== Instructions for the task ==
When you transcribe the records that follow, reproduce each line exactly as given.

Excerpts from a dataset
>>>>
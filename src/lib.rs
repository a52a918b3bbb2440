// SPDX-FileCopyrightText: 2025 Jason Pena <jasonpena@awkless.com>
// SPDX-License-Identifier: MIT

//! Track patches applied to vendored upstream trees, and replay them.
//!
//! Vendored projects drift from their upstream release as patches pile up on
//! top of them: fixes taken from issue trackers, and plain local edits. Bandaid
//! keeps a __ledger__ of the tracked patches of each project, so that
//! upgrading a project becomes a matter of:
//!
//! 1. __Tearoff__: revert the project to its pristine upstream baseline,
//!    capturing every untracked local modification as a local patch.
//! 2. Replace the pristine tree with the new upstream release.
//! 3. __Apply__: replay every tracked patch, then the local patch.
//!
//! Projects that were installed as git checkouts can be turned into plain
//! trees and back with __degit__ and __regit__.
//!
//! # See Also
//!
//! 1. [`engine::Bandaid`]
//! 2. [`ledger`]
//! 3. [`version::Baseline`]

pub mod config;
pub mod engine;
pub mod ledger;
pub mod patch;
pub mod path;
pub mod pristine;
pub mod project;
pub mod syscall;
pub mod tree;
pub mod vcs;
pub mod version;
<<<<
== Exercise output ==
filename src/lib.rs
repository a52a918b3bbb2440
// SPDX-FileCopyrightText: 2025 Jason Pena <jasonpena@awkless.com>
// SPDX-License-Identifier: MIT

//! Track patches applied to vendored upstream trees, and replay them.
//!
//! Vendored projects drift from their upstream release as patches pile up on
//! top of them: fixes taken from issue trackers, and plain local edits. Bandaid
//! keeps a __ledger__ of the tracked patches of each project, so that
//! upgrading a project becomes a matter of:
//!
//! 1. __Tearoff__: revert the project to its pristine upstream baseline,
//!    capturing every untracked local modification as a local patch.
//! 2. Replace the pristine tree with the new upstream release.
//! 3. __Apply__: replay every tracked patch, then the local patch.
//!
//! Projects that were installed as git checkouts can be turned into plain
//! trees and back with __degit__ and __regit__.
//!
//! # See Also
//!
//! 1. [`engine::Bandaid`]
//! 2. [`ledger`]
//! 3. [`version::Baseline`]

pub mod config;
pub mod engine;
pub mod ledger;
pub mod patch;
pub mod path;
pub mod pristine;
pub mod project;
pub mod syscall;
pub mod tree;
pub mod vcs;
pub mod version;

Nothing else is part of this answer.